** What you have to do **
Extract all lines in the data that contain the word "produces".

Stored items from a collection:
*** Block opens ***
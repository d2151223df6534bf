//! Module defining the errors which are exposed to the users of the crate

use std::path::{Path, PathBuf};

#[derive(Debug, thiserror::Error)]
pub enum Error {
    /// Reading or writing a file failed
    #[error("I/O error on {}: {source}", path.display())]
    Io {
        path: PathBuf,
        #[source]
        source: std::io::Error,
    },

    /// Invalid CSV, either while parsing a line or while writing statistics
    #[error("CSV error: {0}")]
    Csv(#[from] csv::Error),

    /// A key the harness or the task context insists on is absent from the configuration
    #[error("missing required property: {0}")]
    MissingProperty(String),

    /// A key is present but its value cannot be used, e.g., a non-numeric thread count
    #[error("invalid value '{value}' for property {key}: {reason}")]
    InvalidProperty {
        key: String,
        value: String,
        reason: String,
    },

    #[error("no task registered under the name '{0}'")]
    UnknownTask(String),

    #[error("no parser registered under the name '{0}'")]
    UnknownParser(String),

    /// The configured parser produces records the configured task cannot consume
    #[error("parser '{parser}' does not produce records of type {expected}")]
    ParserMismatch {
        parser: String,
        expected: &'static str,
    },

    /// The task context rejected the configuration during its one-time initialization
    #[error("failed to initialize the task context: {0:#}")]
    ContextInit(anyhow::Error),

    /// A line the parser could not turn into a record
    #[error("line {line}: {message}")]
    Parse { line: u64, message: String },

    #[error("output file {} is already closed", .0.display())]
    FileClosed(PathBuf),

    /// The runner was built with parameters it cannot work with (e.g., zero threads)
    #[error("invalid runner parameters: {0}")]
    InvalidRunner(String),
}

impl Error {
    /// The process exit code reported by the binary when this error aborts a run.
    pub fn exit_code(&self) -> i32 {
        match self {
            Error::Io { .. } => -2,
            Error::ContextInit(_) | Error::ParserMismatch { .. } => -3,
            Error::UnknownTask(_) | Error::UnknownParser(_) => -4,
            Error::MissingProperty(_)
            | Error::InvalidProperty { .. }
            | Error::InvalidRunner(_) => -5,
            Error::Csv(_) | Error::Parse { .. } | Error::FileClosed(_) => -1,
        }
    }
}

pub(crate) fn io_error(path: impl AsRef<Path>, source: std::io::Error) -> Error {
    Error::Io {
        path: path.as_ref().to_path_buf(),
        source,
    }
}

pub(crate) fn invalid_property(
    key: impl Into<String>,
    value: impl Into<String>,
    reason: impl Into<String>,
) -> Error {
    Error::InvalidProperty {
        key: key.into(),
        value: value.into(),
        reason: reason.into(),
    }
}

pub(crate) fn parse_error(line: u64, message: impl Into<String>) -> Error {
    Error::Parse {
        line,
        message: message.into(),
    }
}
*** Block closes ***
*** Block opens ***
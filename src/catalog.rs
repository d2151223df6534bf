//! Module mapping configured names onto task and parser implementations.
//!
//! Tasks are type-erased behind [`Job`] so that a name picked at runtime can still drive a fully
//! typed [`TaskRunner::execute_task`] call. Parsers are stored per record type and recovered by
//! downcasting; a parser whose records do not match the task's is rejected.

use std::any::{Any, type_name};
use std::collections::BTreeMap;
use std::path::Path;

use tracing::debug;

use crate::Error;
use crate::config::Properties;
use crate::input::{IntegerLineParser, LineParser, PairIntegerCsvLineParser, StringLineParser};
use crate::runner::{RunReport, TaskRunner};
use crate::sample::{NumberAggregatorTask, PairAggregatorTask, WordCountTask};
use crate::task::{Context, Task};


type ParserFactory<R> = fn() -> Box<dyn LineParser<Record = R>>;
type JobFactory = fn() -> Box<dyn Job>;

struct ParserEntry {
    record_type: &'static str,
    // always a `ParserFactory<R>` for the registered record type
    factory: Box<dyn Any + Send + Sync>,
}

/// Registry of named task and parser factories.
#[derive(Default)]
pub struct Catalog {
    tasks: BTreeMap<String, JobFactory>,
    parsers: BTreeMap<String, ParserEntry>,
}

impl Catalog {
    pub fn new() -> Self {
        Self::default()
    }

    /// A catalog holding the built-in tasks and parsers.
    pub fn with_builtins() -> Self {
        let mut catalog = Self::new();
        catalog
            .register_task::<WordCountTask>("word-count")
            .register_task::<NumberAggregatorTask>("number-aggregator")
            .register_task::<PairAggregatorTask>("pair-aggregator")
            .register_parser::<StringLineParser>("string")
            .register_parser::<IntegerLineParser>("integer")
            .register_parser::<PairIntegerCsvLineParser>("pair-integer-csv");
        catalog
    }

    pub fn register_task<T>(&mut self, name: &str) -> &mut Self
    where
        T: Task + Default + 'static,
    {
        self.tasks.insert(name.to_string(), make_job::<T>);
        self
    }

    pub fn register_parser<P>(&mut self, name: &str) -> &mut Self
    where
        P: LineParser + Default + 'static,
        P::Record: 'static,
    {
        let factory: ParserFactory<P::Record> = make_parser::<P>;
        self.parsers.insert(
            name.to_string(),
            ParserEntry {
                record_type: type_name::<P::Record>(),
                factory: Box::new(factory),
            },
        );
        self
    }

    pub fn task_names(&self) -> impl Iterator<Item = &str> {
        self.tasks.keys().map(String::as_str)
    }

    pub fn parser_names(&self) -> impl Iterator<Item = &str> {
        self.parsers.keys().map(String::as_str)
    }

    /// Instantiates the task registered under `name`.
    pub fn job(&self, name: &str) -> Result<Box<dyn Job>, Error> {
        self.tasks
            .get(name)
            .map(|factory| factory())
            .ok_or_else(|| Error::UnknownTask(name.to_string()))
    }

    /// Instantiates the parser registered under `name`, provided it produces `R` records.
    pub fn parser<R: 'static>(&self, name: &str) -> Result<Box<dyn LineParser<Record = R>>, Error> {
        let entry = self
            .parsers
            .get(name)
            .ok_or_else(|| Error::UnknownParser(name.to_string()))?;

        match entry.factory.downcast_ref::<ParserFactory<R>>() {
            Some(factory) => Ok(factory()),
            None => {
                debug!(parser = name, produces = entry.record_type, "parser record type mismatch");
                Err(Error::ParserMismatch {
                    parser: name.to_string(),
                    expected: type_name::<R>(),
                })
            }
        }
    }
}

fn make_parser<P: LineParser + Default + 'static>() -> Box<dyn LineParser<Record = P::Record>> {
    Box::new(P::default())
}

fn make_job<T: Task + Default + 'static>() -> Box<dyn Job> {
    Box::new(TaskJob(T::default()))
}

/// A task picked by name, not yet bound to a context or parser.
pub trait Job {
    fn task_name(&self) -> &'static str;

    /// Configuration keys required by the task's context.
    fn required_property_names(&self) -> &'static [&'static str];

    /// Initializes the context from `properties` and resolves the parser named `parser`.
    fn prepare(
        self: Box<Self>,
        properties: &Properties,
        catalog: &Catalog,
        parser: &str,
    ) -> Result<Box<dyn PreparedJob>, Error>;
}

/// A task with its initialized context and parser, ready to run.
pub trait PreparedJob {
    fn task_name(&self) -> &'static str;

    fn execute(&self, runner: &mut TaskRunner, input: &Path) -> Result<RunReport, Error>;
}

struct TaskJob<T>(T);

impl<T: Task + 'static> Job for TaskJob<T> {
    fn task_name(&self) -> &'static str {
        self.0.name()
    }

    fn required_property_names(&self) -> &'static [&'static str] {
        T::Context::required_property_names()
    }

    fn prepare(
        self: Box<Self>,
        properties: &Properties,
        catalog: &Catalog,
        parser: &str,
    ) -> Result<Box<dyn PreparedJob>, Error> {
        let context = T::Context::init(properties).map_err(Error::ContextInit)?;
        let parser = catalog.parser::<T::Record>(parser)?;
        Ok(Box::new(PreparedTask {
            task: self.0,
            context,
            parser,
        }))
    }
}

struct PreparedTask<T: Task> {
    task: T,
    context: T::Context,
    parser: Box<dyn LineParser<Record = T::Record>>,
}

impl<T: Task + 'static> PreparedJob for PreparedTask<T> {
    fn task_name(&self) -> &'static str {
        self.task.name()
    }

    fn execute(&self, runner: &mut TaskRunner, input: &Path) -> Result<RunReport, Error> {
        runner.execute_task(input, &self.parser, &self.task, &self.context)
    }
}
*** Block closes ***
** Your solution **
    /// The configured parser produces records the configured task cannot consume
    /// Instantiates the parser registered under `name`, provided it produces `R` records.
                debug!(parser = name, produces = entry.record_type, "parser record type mismatch");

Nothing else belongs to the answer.